Communicating an idea that I have encountered in practice: contracting theory. Heinz von Foerster’s witty remarks are well quoted among his fans and colleagues, I give the man (already departed) the credit. Please see his take on the dual opposite role of soft and hard sciences.

 

The hard sciences are successful because they deal with the soft problems; the soft sciences are struggling because they deal with the hard problems.

(Heinz von Foerster, Understanding Understanding) 

In being awarded a prize to one or a few of its contenders (take Nobel Prize for instance), the eyes are on the newly awarded. Interestingly, there’s a Nobel Committee of the already winners (or Laureates) deciding the merits of awarding the prize to the next member of the family also dealing with the Nobel Committee rate of turnover (the rate of Laureates passing away)! Let's leave these aside. 

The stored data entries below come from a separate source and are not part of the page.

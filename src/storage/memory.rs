use std::collections::HashMap;
use std::sync::{Arc, Mutex, MutexGuard};

use super::{KeyValueStore, StorageError};

/// In-process store; clones share the same entries
#[derive(Debug, Clone, Default)]
pub struct MemoryStore {
    entries: Arc<Mutex<HashMap<String, String>>>,
}

impl MemoryStore {
    pub fn new() -> Self {
        Self::default()
    }

    pub fn len(&self) -> usize {
        self.lock().map(|entries| entries.len()).unwrap_or(0)
    }

    pub fn is_empty(&self) -> bool {
        self.len() == 0
    }

    fn lock(&self) -> Result<MutexGuard<'_, HashMap<String, String>>, StorageError> {
        self.entries
            .lock()
            .map_err(|_| StorageError::Unavailable("memory store lock poisoned".to_string()))
    }
}

impl KeyValueStore for MemoryStore {
    fn get(&self, key: &str) -> Result<Option<String>, StorageError> {
        Ok(self.lock()?.get(key).cloned())
    }

    fn set(&self, key: &str, value: &str) -> Result<(), StorageError> {
        self.lock()?.insert(key.to_string(), value.to_string());
        Ok(())
    }

    fn remove(&self, key: &str) -> Result<(), StorageError> {
        self.lock()?.remove(key);
        Ok(())
    }
}
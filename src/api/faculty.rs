use serde_json::Value;

use super::gateway::{ApiGateway, RequestOptions};
use crate::error::ArmsResult;
use crate::models::GradeSubmission;

#[derive(Clone)]
pub struct FacultyApi {
    gateway: ApiGateway,
}

impl FacultyApi {
    pub fn new(gateway: ApiGateway) -> Self {
        Self { gateway }
    }

    pub async fn submit_grade(&self, grade: &GradeSubmission, token: &str) -> ArmsResult<Value> {
        grade.validate()?;
        self.gateway
            .send("/faculty/grade", RequestOptions::post(grade)?, Some(token))
            .await
    }
}
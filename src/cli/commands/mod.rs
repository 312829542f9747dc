pub mod auth;
pub mod classroom;
pub mod course;
pub mod enroll;
pub mod grade;
pub mod nav;
pub mod student;
pub mod transcript;
pub mod user;
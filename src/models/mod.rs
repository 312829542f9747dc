pub mod classroom;
pub mod course;
pub mod enrollment;
pub mod grade;
pub mod student;
pub mod user;

pub use classroom::{Classroom, ClassroomMembership};
pub use course::{Course, CoursePatch};
pub use enrollment::{created_enrollments, BulkCoursesEnrollment, BulkStudentsEnrollment, Enrollment};
pub use grade::GradeSubmission;
pub use student::{AcademicLevel, Gender, Student, StudentStatus};
pub use user::{NewUser, User};

/// An explicit `null` from the backend reads the same as a missing field
pub(crate) fn null_as_default<'de, D, T>(deserializer: D) -> Result<T, D::Error>
where
    D: serde::Deserializer<'de>,
    T: Default + serde::Deserialize<'de>,
{
    use serde::Deserialize;
    Ok(Option::<T>::deserialize(deserializer)?.unwrap_or_default())
}

/// Transcripts are rendered as the backend sends them
pub type Transcript = serde_json::Value;
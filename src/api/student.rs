use super::gateway::{ApiGateway, RequestOptions};
use crate::error::ArmsResult;
use crate::models::{Student, Transcript};
use crate::types::EntityId;

/// Student self-service endpoints under `/student`
#[derive(Clone)]
pub struct StudentApi {
    gateway: ApiGateway,
}

impl StudentApi {
    pub fn new(gateway: ApiGateway) -> Self {
        Self { gateway }
    }

    pub async fn get_profile(&self, id: EntityId, token: &str) -> ArmsResult<Student> {
        self.gateway
            .fetch(&format!("/student/{}", id), RequestOptions::get(), Some(token))
            .await
    }

    pub async fn get_transcript(&self, id: EntityId, token: &str) -> ArmsResult<Transcript> {
        self.gateway
            .send(&format!("/student/{}/transcript", id), RequestOptions::get(), Some(token))
            .await
    }
}
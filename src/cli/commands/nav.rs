use clap::Subcommand;

use crate::cli::utils::output_collection;
use crate::cli::OutputFormat;
use crate::context::AppContext;
use crate::error::ArmsError;
use crate::session::visible_sections;

#[derive(Subcommand)]
pub enum NavCommands {
    #[command(about = "List the sections the current user can open")]
    Sections,
}

pub async fn handle(cmd: NavCommands, ctx: &AppContext, output_format: &OutputFormat) -> anyhow::Result<()> {
    match cmd {
        NavCommands::Sections => {
            if !ctx.session().is_authenticated() {
                return Err(ArmsError::Unauthenticated.into());
            }
            let sections = visible_sections(ctx.session());
            output_collection(output_format, "sections", &sections, "No sections available", |section| {
                format!("{:<12} {}", section.id(), section.label())
            })
        }
    }
}
use clap::Subcommand;
use serde_json::json;

use crate::cli::utils::output_success;
use crate::cli::OutputFormat;
use crate::context::AppContext;
use crate::enrollment::{BulkEnrollment, DEFAULT_TERM, DEFAULT_YEAR};
use crate::error::ArmsError;
use crate::roster::Roster;
use crate::session::Section;
use crate::types::{EntityId, Term};

#[derive(Subcommand)]
pub enum EnrollCommands {
    #[command(about = "Enroll several students in one course")]
    Students {
        #[arg(help = "Course ID")]
        course_id: EntityId,
        #[arg(help = "Student IDs", num_args = 1..)]
        student_ids: Vec<EntityId>,
        #[arg(long, default_value_t = DEFAULT_TERM, help = "SPRING, SUMMER, FALL or WINTER")]
        term: Term,
        #[arg(long, default_value_t = DEFAULT_YEAR, help = "Academic year (2020-2030)")]
        year: i32,
    },

    #[command(about = "Enroll one student in several courses")]
    Courses {
        #[arg(help = "Student ID")]
        student_id: EntityId,
        #[arg(help = "Course IDs", num_args = 1..)]
        course_ids: Vec<EntityId>,
        #[arg(long, default_value_t = DEFAULT_TERM, help = "SPRING, SUMMER, FALL or WINTER")]
        term: Term,
        #[arg(long, default_value_t = DEFAULT_YEAR, help = "Academic year (2020-2030)")]
        year: i32,
    },
}

pub async fn handle(cmd: EnrollCommands, ctx: &AppContext, output_format: &OutputFormat) -> anyhow::Result<()> {
    let token = ctx.require_section(Section::Enrollments)?;

    let (mut form, kind) = match cmd {
        EnrollCommands::Students { course_id, student_ids, term, year } => {
            let mut form = BulkEnrollment::students_into_course(course_id).with_term(term, year);
            form.select(student_ids);
            (form, Kind::Student)
        }
        EnrollCommands::Courses { student_id, course_ids, term, year } => {
            let mut form = BulkEnrollment::courses_for_student(student_id).with_term(term, year);
            form.select(course_ids);
            (form, Kind::Course)
        }
    };
    let anchor = form.validate()?;

    let roster = ctx.roster();
    roster.refresh(token).await?;
    let selected: Vec<EntityId> = form.selected().collect();
    let anchor_label = match kind {
        Kind::Student => {
            let course = roster
                .find_course(anchor)
                .await
                .ok_or_else(|| ArmsError::validation(format!("Course {} not found", anchor)))?;
            ensure_known(&roster, &selected, Kind::Student).await?;
            course.label()
        }
        Kind::Course => {
            let student = roster
                .find_student(anchor)
                .await
                .ok_or_else(|| ArmsError::validation(format!("Student {} not found", anchor)))?;
            ensure_known(&roster, &selected, Kind::Course).await?;
            student.full_name()
        }
    };

    let outcome = form.submit(&ctx.api().registrar, token).await?;
    output_success(
        output_format,
        &outcome.message,
        Some(json!({
            "anchor": anchor_label,
            "term": form.term(),
            "year": form.year(),
            "enrolled": outcome.enrolled,
            "created": outcome.created,
        })),
    )
}

#[derive(Clone, Copy)]
enum Kind {
    Student,
    Course,
}

/// Reject ids the roster does not know before anything is submitted
async fn ensure_known(roster: &Roster, ids: &[EntityId], kind: Kind) -> Result<(), ArmsError> {
    let mut unknown = Vec::new();
    for &id in ids {
        let found = match kind {
            Kind::Student => roster.find_student(id).await.is_some(),
            Kind::Course => roster.find_course(id).await.is_some(),
        };
        if !found {
            unknown.push(id.to_string());
        }
    }
    if unknown.is_empty() {
        return Ok(());
    }
    let noun = match kind {
        Kind::Student => "student",
        Kind::Course => "course",
    };
    Err(ArmsError::validation(format!("Unknown {} id(s): {}", noun, unknown.join(", "))))
}
//! Response shape normalization.
//!
//! The backend answers some endpoints with `{ "data": ... }` and others with the
//! payload itself. Everything past the gateway sees the payload only.

use serde::de::DeserializeOwned;
use serde_json::Value;

use crate::error::{ArmsError, ArmsResult};

/// Strip a `data` envelope when present and non-null
pub fn unwrap_envelope(value: Value) -> Value {
    match value {
        Value::Object(mut map) => match map.remove("data") {
            Some(data) if !data.is_null() => data,
            Some(data) => {
                map.insert("data".to_string(), data);
                Value::Object(map)
            }
            None => Value::Object(map),
        },
        other => other,
    }
}

/// Unwrap and deserialize into the canonical type
pub fn decode<T: DeserializeOwned>(value: Value) -> ArmsResult<T> {
    serde_json::from_value(unwrap_envelope(value)).map_err(|e| ArmsError::decode(e.to_string()))
}

/// The server-provided error text, if the error body carries one
pub fn server_message(body: &Value) -> Option<String> {
    ["message", "error"]
        .iter()
        .filter_map(|key| body.get(*key).and_then(Value::as_str))
        .map(str::trim)
        .find(|msg| !msg.is_empty())
        .map(str::to_string)
}
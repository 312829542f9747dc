pub mod api;
pub mod auth;
pub mod cli;
pub mod config;
pub mod context;
pub mod enrollment;
pub mod error;
pub mod filter;
pub mod models;
pub mod roster;
pub mod session;
pub mod storage;
pub mod tracker;
pub mod types;

pub use context::AppContext;
pub use error::{ArmsError, ArmsResult};

#[cfg(test)]
pub mod testing;
use serde::{Deserialize, Serialize};

use crate::error::{ArmsError, ArmsResult};
use crate::types::{EntityId, Term};

/// Body of `POST /faculty/grade`
#[derive(Debug, Clone, PartialEq, Eq, Serialize, Deserialize)]
#[serde(rename_all = "camelCase")]
pub struct GradeSubmission {
    pub student_id: EntityId,
    pub course_id: EntityId,
    pub year: i32,
    pub term: Term,
    pub grade: String,
}

impl GradeSubmission {
    pub fn validate(&self) -> ArmsResult<()> {
        if self.grade.trim().is_empty() {
            return Err(ArmsError::validation("Grade is required"));
        }
        Ok(())
    }
}
use clap::Subcommand;
use serde_json::json;

use crate::cli::utils::output_success;
use crate::cli::OutputFormat;
use crate::context::AppContext;
use crate::enrollment::{DEFAULT_TERM, DEFAULT_YEAR};
use crate::models::GradeSubmission;
use crate::session::Section;
use crate::types::{EntityId, Term};

#[derive(Subcommand)]
pub enum GradeCommands {
    #[command(about = "Submit a grade for a student in a course")]
    Submit {
        #[arg(help = "Student ID")]
        student_id: EntityId,
        #[arg(help = "Course ID")]
        course_id: EntityId,
        #[arg(help = "Grade, e.g. A or B+")]
        grade: String,
        #[arg(long, default_value_t = DEFAULT_TERM)]
        term: Term,
        #[arg(long, default_value_t = DEFAULT_YEAR)]
        year: i32,
    },
}

pub async fn handle(cmd: GradeCommands, ctx: &AppContext, output_format: &OutputFormat) -> anyhow::Result<()> {
    let token = ctx.require_section(Section::Grades)?;

    match cmd {
        GradeCommands::Submit { student_id, course_id, grade, term, year } => {
            let submission = GradeSubmission {
                student_id,
                course_id,
                year,
                term,
                grade,
            };
            let result = ctx.api().faculty.submit_grade(&submission, token).await?;
            output_success(output_format, "Grade submitted", Some(json!({ "grade": result })))
        }
    }
}
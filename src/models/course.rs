use serde::{Deserialize, Serialize};
use serde_json::{Map, Value};

use crate::error::{ArmsError, ArmsResult};
use crate::types::EntityId;

pub const DEFAULT_CREDIT_HOURS: i32 = 3;
pub const CREDIT_HOURS_RANGE: std::ops::RangeInclusive<i32> = 1..=12;

#[derive(Debug, Clone, PartialEq, Serialize, Deserialize)]
#[serde(rename_all = "camelCase")]
pub struct Course {
    #[serde(default, skip_serializing_if = "Option::is_none")]
    pub id: Option<EntityId>,
    #[serde(default, deserialize_with = "super::null_as_default")]
    pub course_code: String,
    #[serde(default, deserialize_with = "super::null_as_default")]
    pub title: String,
    #[serde(default = "default_credit_hours", deserialize_with = "credit_hours_or_default")]
    pub credit_hours: i32,
    #[serde(default, skip_serializing_if = "Option::is_none")]
    pub created_at: Option<String>,
    #[serde(default, skip_serializing_if = "Option::is_none")]
    pub updated_at: Option<String>,
    #[serde(flatten)]
    pub extra: Map<String, Value>,
}

fn default_credit_hours() -> i32 {
    DEFAULT_CREDIT_HOURS
}

fn credit_hours_or_default<'de, D>(deserializer: D) -> Result<i32, D::Error>
where
    D: serde::Deserializer<'de>,
{
    Ok(Option::<i32>::deserialize(deserializer)?.unwrap_or(DEFAULT_CREDIT_HOURS))
}

impl Course {
    pub fn new(course_code: impl Into<String>, title: impl Into<String>, credit_hours: i32) -> Self {
        Self {
            id: None,
            course_code: course_code.into(),
            title: title.into(),
            credit_hours,
            created_at: None,
            updated_at: None,
            extra: Map::new(),
        }
    }

    pub fn validate(&self) -> ArmsResult<()> {
        if self.course_code.trim().is_empty() || self.title.trim().is_empty() {
            return Err(ArmsError::validation("Course code and title are required"));
        }
        if !CREDIT_HOURS_RANGE.contains(&self.credit_hours) {
            return Err(ArmsError::validation(format!(
                "Credit hours must be between {} and {}",
                CREDIT_HOURS_RANGE.start(),
                CREDIT_HOURS_RANGE.end()
            )));
        }
        Ok(())
    }

    /// "CS401 - Modern Programming Practices"
    pub fn label(&self) -> String {
        format!("{} - {}", self.course_code, self.title)
    }
}

/// Partial course update; only the given fields are sent
#[derive(Debug, Clone, Default, PartialEq, Serialize, Deserialize)]
#[serde(rename_all = "camelCase")]
pub struct CoursePatch {
    #[serde(skip_serializing_if = "Option::is_none")]
    pub course_code: Option<String>,
    #[serde(skip_serializing_if = "Option::is_none")]
    pub title: Option<String>,
    #[serde(skip_serializing_if = "Option::is_none")]
    pub credit_hours: Option<i32>,
}

impl CoursePatch {
    pub fn is_empty(&self) -> bool {
        self.course_code.is_none() && self.title.is_none() && self.credit_hours.is_none()
    }

    pub fn validate(&self) -> ArmsResult<()> {
        if self.is_empty() {
            return Err(ArmsError::validation("Nothing to update"));
        }
        let blank = |field: &Option<String>| field.as_deref().is_some_and(|v| v.trim().is_empty());
        if blank(&self.course_code) || blank(&self.title) {
            return Err(ArmsError::validation("Course code and title cannot be blank"));
        }
        if let Some(hours) = self.credit_hours {
            if !CREDIT_HOURS_RANGE.contains(&hours) {
                return Err(ArmsError::validation(format!(
                    "Credit hours must be between {} and {}",
                    CREDIT_HOURS_RANGE.start(),
                    CREDIT_HOURS_RANGE.end()
                )));
            }
        }
        Ok(())
    }
}

#[cfg(test)]
mod tests {
    use super::*;
    use serde_json::json;

    #[test]
    fn missing_credit_hours_default_to_three() {
        let course: Course =
            serde_json::from_value(json!({ "id": 1, "courseCode": "CS401", "title": "MPP" })).unwrap();
        assert_eq!(course.credit_hours, DEFAULT_CREDIT_HOURS);
        assert_eq!(course.label(), "CS401 - MPP");
    }

    #[test]
    fn null_fields_fall_back_to_defaults() {
        let course: Course = serde_json::from_value(
            json!({ "id": 2, "courseCode": "CS390", "title": null, "creditHours": null }),
        )
        .unwrap();
        assert_eq!(course.credit_hours, DEFAULT_CREDIT_HOURS);
        assert_eq!(course.title, "");
    }

    #[test]
    fn credit_hours_outside_range_are_rejected() {
        assert!(Course::new("CS401", "MPP", 4).validate().is_ok());
        assert!(Course::new("CS401", "MPP", 0).validate().is_err());
        assert!(Course::new("CS401", "MPP", 13).validate().is_err());
        assert!(Course::new(" ", "MPP", 4).validate().is_err());
    }

    #[test]
    fn patch_serializes_only_given_fields() {
        let patch = CoursePatch {
            title: Some("Algorithms".to_string()),
            ..CoursePatch::default()
        };
        assert!(patch.validate().is_ok());
        assert_eq!(serde_json::to_value(&patch).unwrap(), json!({ "title": "Algorithms" }));
        assert!(CoursePatch::default().validate().is_err());
    }
}
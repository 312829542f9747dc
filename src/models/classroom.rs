use serde::{Deserialize, Serialize};
use serde_json::{Map, Value};

use crate::types::EntityId;

#[derive(Debug, Clone, PartialEq, Serialize, Deserialize)]
#[serde(rename_all = "camelCase")]
pub struct Classroom {
    #[serde(default)]
    pub id: Option<EntityId>,
    #[serde(default)]
    pub name: String,
    #[serde(flatten)]
    pub extra: Map<String, Value>,
}

/// Student-in-classroom membership returned by the start action
#[derive(Debug, Clone, PartialEq, Serialize, Deserialize)]
#[serde(rename_all = "camelCase")]
pub struct ClassroomMembership {
    #[serde(default)]
    pub id: Option<EntityId>,
    #[serde(default)]
    pub classroom_id: Option<EntityId>,
    #[serde(default)]
    pub student_id: Option<EntityId>,
    #[serde(default, skip_serializing_if = "Option::is_none")]
    pub start_date: Option<String>,
    #[serde(default, skip_serializing_if = "Option::is_none")]
    pub end_date: Option<String>,
    #[serde(flatten)]
    pub extra: Map<String, Value>,
}

impl ClassroomMembership {
    pub fn is_open(&self) -> bool {
        self.end_date.is_none()
    }
}
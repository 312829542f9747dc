pub mod navigation;
pub mod profile;
pub mod roles;
pub mod store;

pub use navigation::{ensure_section, visible_sections, Section};
pub use profile::UserProfile;
pub use roles::{normalize_role, Role, ROLE_PREFIX};
pub use store::{SessionStore, AUTH_TOKEN_KEY, CURRENT_USER_KEY};

/// Token and profile of the signed-in user.
///
/// Both are present or both are absent; `is_authenticated` is derived from
/// that rather than stored, so there is no third flag to drift.
#[derive(Debug, Clone, Default, PartialEq)]
pub struct Session {
    credentials: Option<(String, UserProfile)>,
}

impl Session {
    pub fn anonymous() -> Self {
        Self::default()
    }

    pub(crate) fn signed_in(token: String, user: UserProfile) -> Self {
        Self {
            credentials: Some((token, user)),
        }
    }

    pub fn is_authenticated(&self) -> bool {
        self.credentials.is_some()
    }

    pub fn token(&self) -> Option<&str> {
        self.credentials.as_ref().map(|(token, _)| token.as_str())
    }

    pub fn user(&self) -> Option<&UserProfile> {
        self.credentials.as_ref().map(|(_, user)| user)
    }
}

Enter contracting theory: In the context of contracting and agreeing on a contract we arrive at the contract agreement, let’s say two parties A and B agree on a set of clauses (rules, laws, codes, provisions, etc.). The two bodies having entered in a contracting agreement are two separate bodies, organizationally and business-wise speaking. In this sense, the instrument or medium of the contract agreement is the obligatory binding element (which is very complex, complex here is a many faceted simplex) bringing the two bodies together to achieve what was required to be realized in the ways stated by the agreement. In this review, I am taking a role as an observer from outside and purely and conceptually appraising the formation (and deformation) of the contracted parties.

 

The thesis: the contract agreement carries its opposite within itself called expansive disagreement.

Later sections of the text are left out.